Kafka Connect APIs are offered as part of the Google Cloud Managed Service for Apache Kafka
service. These APIs are accessible through managedkafka.googleapis.com and are
integrated into the Google Cloud console and client libraries. To manage Kafka
Connect, you can use the Google Cloud console, the gcloud CLI, the
Managed Kafka API, the cloud client libraries, or Terraform.
Kafka Connect use cases
Kafka Connect supports data integration between your Managed Service for Apache Kafka cluster and various other systems. Here are some key use cases:
Migrate your existing Kafka deployments to Managed Service for Apache Kafka.
Replicate your Managed Service for Apache Kafka cluster to another region for disaster recovery.
Stream data from Managed Service for Apache Kafka to BigQuery, Cloud Storage, Pub/Sub.
Connect clusters
A Connect cluster is a distributed deployment of Kafka Connect with pre-packaged connector plugins and configurations. Each Connect cluster is associated with a primary Managed Service for Apache Kafka cluster. This primary cluster stores the state of the connectors running on the Connect cluster.
Generally, the primary Managed Service for Apache Kafka cluster also serves as the target for all source connectors and the source for all sink connectors running on the associated Connect cluster.
A single Managed Service for Apache Kafka cluster can have multiple Connect clusters. If running MirrorMaker 2.0, a Connect cluster can connect to non-primary Managed Service for Apache Kafka clusters or self-managed Kafka clusters to read or write topic data. This process enables topic replication between different clusters.
From the perspective of the resource model, a Connect cluster is a separate resource from a Managed Service for Apache Kafka cluster.

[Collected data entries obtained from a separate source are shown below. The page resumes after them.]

//! Enrichment pipeline
//!
//! Drives every per-page analysis over a knowledge base and then builds the
//! corpus-level artifacts from the results.

use crate::config::EnrichmentConfig;
use crate::enrich::corpus::{build_search_index, cluster_topics, global_keywords};
use crate::enrich::keywords::{extract_keywords, word_frequencies};
use crate::enrich::model::{EnhancedKnowledgeBase, EnrichedPage, EnrichmentStatistics};
use crate::enrich::phrases::extract_key_phrases;
use crate::enrich::readability::flesch_reading_ease;
use crate::enrich::sentences::extract_sentences;
use crate::enrich::summary::summarize;
use crate::enrich::EnrichError;
use crate::knowledge::{KnowledgeBase, PageRecord};
use crate::linguistics::LinguisticResources;
use chrono::Utc;
use std::sync::Arc;

/// Derives enriched pages and corpus artifacts from a knowledge base
pub struct Enricher {
    resources: Arc<dyn LinguisticResources>,
    config: EnrichmentConfig,
}

impl Enricher {
    /// Creates a pipeline over the given resources
    ///
    /// Fails with `ResourceUnavailable` if the resources are not ready.
    pub fn new(
        resources: Arc<dyn LinguisticResources>,
        config: EnrichmentConfig,
    ) -> Result<Self, EnrichError> {
        resources.ensure_ready()?;
        Ok(Self { resources, config })
    }

    pub fn config(&self) -> &EnrichmentConfig {
        &self.config
    }

    /// Enriches every page and builds the document-level artifacts
    pub fn enrich(&self, kb: KnowledgeBase) -> EnhancedKnowledgeBase {
        tracing::info!("Enriching {} pages from {}", kb.pages.len(), kb.domain);

        let pages: Vec<EnrichedPage> = kb
            .pages
            .iter()
            .map(|page| self.enrich_page(page.clone()))
            .collect();

        let enhanced = EnhancedKnowledgeBase {
            global_keywords: global_keywords(&pages, self.config.global_keywords),
            topic_clusters: cluster_topics(&pages),
            search_index: build_search_index(&pages),
            statistics: EnrichmentStatistics::from_pages(&pages),
            processed_at: Utc::now(),
            pages,
            source: kb,
        };

        tracing::info!(
            "Enrichment complete: {} sentences, {} unique keywords",
            enhanced.statistics.total_sentences,
            enhanced.statistics.unique_keywords
        );

        enhanced
    }

    /// Derives sentences, keywords, summary, key phrases and readability for one page
    ///
    /// A page with no text yields an empty record.
    pub fn enrich_page(&self, page: PageRecord) -> EnrichedPage {
        let text = page.text_content.as_str();
        if text.trim().is_empty() {
            tracing::debug!("No text on {}, skipping analysis", page.url);
            return EnrichedPage::empty(page);
        }

        let resources = self.resources.as_ref();
        let sentences = extract_sentences(resources, text);
        let keywords = extract_keywords(resources, text, self.config.max_keywords);
        let word_frequencies =
            word_frequencies(resources, &sentences, self.config.word_frequencies);
        let summary = summarize(resources, &sentences, self.config.summary_sentences);
        let key_phrases =
            extract_key_phrases(resources, &sentences, self.config.max_key_phrases);
        let readability_score = flesch_reading_ease(resources, &sentences);

        tracing::debug!(
            "{}: {} sentences, {} keywords, readability {:.1}",
            page.url,
            sentences.len(),
            keywords.len(),
            readability_score
        );

        EnrichedPage {
            original_content: page,
            sentences,
            keywords,
            word_frequencies,
            summary,
            key_phrases,
            readability_score,
        }
    }
}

Assume that you have a Managed Service for Apache Kafka cluster where you store website traffic data. You want to stream this data into BigQuery for analysis. You can create a Connect cluster and use a BigQuery sink connector to move the data from your Kafka topics to BigQuery. This Connect cluster is associated with your Managed Service for Apache Kafka cluster as its primary cluster.
Connectors
Connectors are the software components that transfer data between your Kafka cluster and other systems.

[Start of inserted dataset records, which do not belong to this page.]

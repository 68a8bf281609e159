use crate::state::PageError;
use std::collections::BTreeMap;

/// Counters for one crawl run
#[derive(Debug, Clone, Default, PartialEq, Eq)]
pub struct CrawlTally {
    /// Number of fetch attempts made
    pub attempted: usize,

    /// Number of pages recorded in the knowledge base
    pub recorded: usize,

    /// Dropped pages per failure kind
    pub failures: BTreeMap<String, usize>,
}

impl CrawlTally {
    pub fn new() -> Self {
        Self::default()
    }

    /// Records a successfully extracted page
    pub fn record_success(&mut self) {
        self.attempted += 1;
        self.recorded += 1;
    }

    /// Records a dropped page under its failure kind
    pub fn record_failure(&mut self, error: &PageError) {
        self.attempted += 1;
        *self.failures.entry(error.kind().to_string()).or_insert(0) += 1;
    }

    /// Total number of dropped pages
    pub fn failed(&self) -> usize {
        self.failures.values().sum()
    }
}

A source connector writes data from a source to a Managed Service for Apache Kafka cluster.
A sink connector writes data from a Managed Service for Apache Kafka cluster to a sink.

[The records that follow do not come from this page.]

//! Integration tests for the crawler
//!
//! These tests use wiremock to create mock HTTP servers and test
//! the full crawl cycle end-to-end over real HTTP.

use sitelore::config::UserAgentConfig;
use sitelore::{Crawler, HttpFetcher, KnowledgeBase};
use std::time::Duration;
use wiremock::matchers::{method, path};
use wiremock::{Mock, MockServer, ResponseTemplate};

const OFFSITE: &str = "https://offsite.example.org/elsewhere";

/// Creates a crawler with no politeness delay
fn test_crawler(max_pages: usize) -> Crawler<HttpFetcher> {
    let user_agent = UserAgentConfig {
        crawler_name: "TestBot".to_string(),
        crawler_version: "1.0.0".to_string(),
        contact_url: "https://example.com/contact".to_string(),
        contact_email: "test@example.com".to_string(),
    };
    let fetcher =
        HttpFetcher::new(&user_agent, Duration::from_secs(5)).expect("Failed to build client");
    Crawler::new(fetcher, max_pages, Duration::ZERO)
}

fn html(body: String) -> ResponseTemplate {
    ResponseTemplate::new(200).set_body_raw(body.into_bytes(), "text/html; charset=utf-8")
}

/// Mounts a GET route serving `body` as HTML, expected to be hit `times` times
async fn mount_page(server: &MockServer, route: &str, body: String, times: u64) {
    Mock::given(method("GET"))
        .and(path(route))
        .respond_with(html(body))
        .expect(times)
        .mount(server)
        .await;
}

/// A links to B and C; B and C link back to A and off-domain
async fn mount_three_page_site(server: &MockServer) {
    mount_page(
        server,
        "/",
        r#"<html><head><title>Page A</title></head><body>
            <h1>Welcome to A</h1>
            <p>Page A introduces the whole fixture site.</p>
            <a href="/b">To B</a> <a href="/c#top">To C</a>
        </body></html>"#
            .to_string(),
        1,
    )
    .await;

    for name in ["b", "c"] {
        mount_page(
            server,
            &format!("/{}", name),
            format!(
                r#"<html><head><title>Page {upper}</title></head><body>
                    <p>Page {upper} has a paragraph of its own text.</p>
                    <a href="/">Back to A</a>
                    <a href="{offsite}">Elsewhere</a>
                </body></html>"#,
                upper = name.to_uppercase(),
                offsite = OFFSITE
            ),
            1,
        )
        .await;
    }
}

fn urls(kb: &KnowledgeBase) -> Vec<String> {
    kb.pages.iter().map(|p| p.url.clone()).collect()
}

#[tokio::test]
async fn test_three_page_site() {
    let server = MockServer::start().await;
    mount_three_page_site(&server).await;
    let base = server.uri();

    let kb = test_crawler(10).crawl(&base).await.expect("Crawl failed");

    assert_eq!(
        urls(&kb),
        vec![
            format!("{}/", base),
            format!("{}/b", base),
            format!("{}/c", base)
        ]
    );
    assert_eq!(kb.metadata.visited_urls, 3);
    assert!(kb.metadata.failures.is_empty());
    assert!(!kb.metadata.interrupted);

    for page in &kb.pages {
        assert!(
            page.links.iter().all(|l| l != OFFSITE),
            "off-domain link kept on {}",
            page.url
        );
    }

    let a = &kb.pages[0];
    assert_eq!(a.title, "Page A");
    assert_eq!(a.headings, vec!["Welcome to A"]);
    assert_eq!(a.links, vec![format!("{}/b", base), format!("{}/c", base)]);
    assert_eq!(
        kb.total_word_count,
        kb.pages.iter().map(|p| p.word_count).sum::<usize>()
    );
}

#[tokio::test]
async fn test_page_cap_limits_recorded_pages() {
    let server = MockServer::start().await;
    mount_page(
        &server,
        "/",
        r#"<html><body>
            <a href="/one">1</a> <a href="/two">2</a> <a href="/three">3</a>
        </body></html>"#
            .to_string(),
        1,
    )
    .await;
    mount_page(&server, "/one", "<html><body>one</body></html>".to_string(), 1).await;
    mount_page(&server, "/two", "<html><body>two</body></html>".to_string(), 0).await;
    mount_page(&server, "/three", "<html><body>three</body></html>".to_string(), 0).await;

    let kb = test_crawler(2).crawl(&server.uri()).await.expect("Crawl failed");

    assert_eq!(kb.pages.len(), 2);
    assert_eq!(kb.metadata.max_pages_limit, 2);
}

#[tokio::test]
async fn test_non_html_and_missing_pages_dropped() {
    let server = MockServer::start().await;
    mount_page(
        &server,
        "/",
        r#"<html><body>
            <a href="/report.pdf">PDF</a>
            <a href="/missing">Missing</a>
            <a href="/ok">OK</a>
        </body></html>"#
            .to_string(),
        1,
    )
    .await;
    Mock::given(method("GET"))
        .and(path("/report.pdf"))
        .respond_with(
            ResponseTemplate::new(200).set_body_raw(b"%PDF-1.4".to_vec(), "application/pdf"),
        )
        .expect(1)
        .mount(&server)
        .await;
    Mock::given(method("GET"))
        .and(path("/missing"))
        .respond_with(ResponseTemplate::new(404))
        .expect(1)
        .mount(&server)
        .await;
    mount_page(&server, "/ok", "<html><body>fine</body></html>".to_string(), 1).await;

    let kb = test_crawler(10).crawl(&server.uri()).await.expect("Crawl failed");

    assert_eq!(
        urls(&kb),
        vec![format!("{}/", server.uri()), format!("{}/ok", server.uri())]
    );
    assert_eq!(kb.metadata.visited_urls, 4);
    assert_eq!(kb.metadata.failures.get("unsupported_content_type"), Some(&1));
    assert_eq!(kb.metadata.failures.get("transport_failure"), Some(&1));
}

#[tokio::test]
async fn test_unreachable_seed_yields_empty_knowledge_base() {
    let server = MockServer::start().await;
    Mock::given(method("GET"))
        .respond_with(ResponseTemplate::new(500))
        .mount(&server)
        .await;

    let kb = test_crawler(10).crawl(&server.uri()).await.expect("Crawl failed");

    assert!(kb.is_empty());
    assert_eq!(kb.total_word_count, 0);
    assert_eq!(kb.metadata.failures.get("transport_failure"), Some(&1));
}

#[tokio::test]
async fn test_politeness_delay_between_requests() {
    let server = MockServer::start().await;
    mount_page(
        &server,
        "/",
        r#"<html><body><a href="/next">next</a></body></html>"#.to_string(),
        1,
    )
    .await;
    mount_page(&server, "/next", "<html><body>done</body></html>".to_string(), 1).await;

    let fetcher = HttpFetcher::new(&UserAgentConfig::default(), Duration::from_secs(5))
        .expect("Failed to build client");
    let crawler = Crawler::new(fetcher, 10, Duration::from_millis(200));

    let started = std::time::Instant::now();
    let kb = crawler.crawl(&server.uri()).await.expect("Crawl failed");

    assert_eq!(kb.pages.len(), 2);
    assert!(started.elapsed() >= Duration::from_millis(200));
    assert_eq!(kb.metadata.delay_between_requests, 0.2);
}

#[tokio::test]
async fn test_politeness_delay_after_failed_request() {
    let server = MockServer::start().await;
    mount_page(
        &server,
        "/",
        r#"<html><body><a href="/gone">gone</a> <a href="/next">next</a></body></html>"#
            .to_string(),
        1,
    )
    .await;
    Mock::given(method("GET"))
        .and(path("/gone"))
        .respond_with(ResponseTemplate::new(404))
        .expect(1)
        .mount(&server)
        .await;
    mount_page(&server, "/next", "<html><body>done</body></html>".to_string(), 1).await;

    let fetcher = HttpFetcher::new(&UserAgentConfig::default(), Duration::from_secs(5))
        .expect("Failed to build client");
    let crawler = Crawler::new(fetcher, 10, Duration::from_millis(150));

    let started = std::time::Instant::now();
    let kb = crawler.crawl(&server.uri()).await.expect("Crawl failed");

    assert!(started.elapsed() >= Duration::from_millis(300));
    assert_eq!(kb.pages.len(), 2);
    assert_eq!(kb.metadata.visited_urls, 3);
    assert_eq!(kb.metadata.failures.get("transport_failure"), Some(&1));
}

#[tokio::test]
async fn test_latin1_page_is_recorded() {
    let server = MockServer::start().await;
    Mock::given(method("GET"))
        .and(path("/"))
        .respond_with(ResponseTemplate::new(200).set_body_raw(
            b"<html><head><title>Caf\xe9 Central</title></head>\
              <body><p>Fresh bread every morning.</p></body></html>"
                .to_vec(),
            "text/html; charset=iso-8859-1",
        ))
        .expect(1)
        .mount(&server)
        .await;

    let kb = test_crawler(10).crawl(&server.uri()).await.expect("Crawl failed");

    assert_eq!(kb.pages.len(), 1);
    assert!(kb.metadata.failures.is_empty());
    assert_eq!(kb.pages[0].paragraphs, vec!["Fresh bread every morning."]);
}

#[tokio::test]
async fn test_interrupt_keeps_partial_knowledge_base() {
    let server = MockServer::start().await;
    mount_page(
        &server,
        "/",
        r#"<html><body><p>The first page is recorded.</p><a href="/later">later</a></body></html>"#
            .to_string(),
        1,
    )
    .await;
    mount_page(&server, "/later", "<html><body>never</body></html>".to_string(), 0).await;

    let fetcher = HttpFetcher::new(&UserAgentConfig::default(), Duration::from_secs(5))
        .expect("Failed to build client");
    let crawler = Crawler::new(fetcher, 10, Duration::from_secs(30));

    let shutdown = tokio::time::sleep(Duration::from_millis(300));
    let kb = crawler
        .crawl_until(&server.uri(), shutdown)
        .await
        .expect("Crawl failed");

    assert!(kb.metadata.interrupted);
    assert_eq!(kb.pages.len(), 1);
    assert_eq!(kb.pages[0].paragraphs, vec!["The first page is recorded."]);
}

A connector is deployed, configured, and managed within the Connect cluster. It can be started, stopped, paused, restarted, and its configuration can be updated.
To learn more about the connector types that Managed Service for Apache Kafka supports, see Connectors overview.
Manage Kafka Connect
With Kafka Connect, you can focus on deploying connectors while Managed Service for Apache Kafka handles the underlying infrastructure and operational complexities.
The Kafka Connect service automates the following:
Provisioning of Kafka Connect workers: When you create a Connect cluster, the Kafka Connect service automatically provisions a cluster of workers in Kubernetes.
Networking: The Kafka Connect service configures the network to enable communication between the workers, Managed Service for Apache Kafka brokers, and external systems. In some cases, you might need to make some changes to your existing network settings.
Zonal resiliency: The Kafka Connect service distributes workers across a minimum of three zones, ensuring that data processing can proceed in the event of a zonal outage.
Authentication: The Kafka Connect service also configures authentication with Kafka brokers, ensuring secure connections.
Rollouts and upgrades: The Kafka Connect service manages worker configuration changes, version upgrades, and security patches, ensuring your deployments are always up-to-date.
Within the Kafka Connect service, you can perform the following configurations:
Capacity and network constraints: Define resource limits and network configurations to optimize performance and cost.
Monitoring and logging: Access logs and metrics for your connectors to monitor performance and troubleshoot issues.
Connector lifecycle management: Pause, resume, restart, or stop connectors as needed to manage your data pipelines.
Limitations
The primary Kafka cluster must be a Managed Service for Apache Kafka cluster. The primary cluster is the cluster to which the Kafka Connect cluster writes its metadata.
You can't upload custom connector plugins to your Kafka Connect cluster.
The service doesn't support validation against a remote schema by using Schema Registry.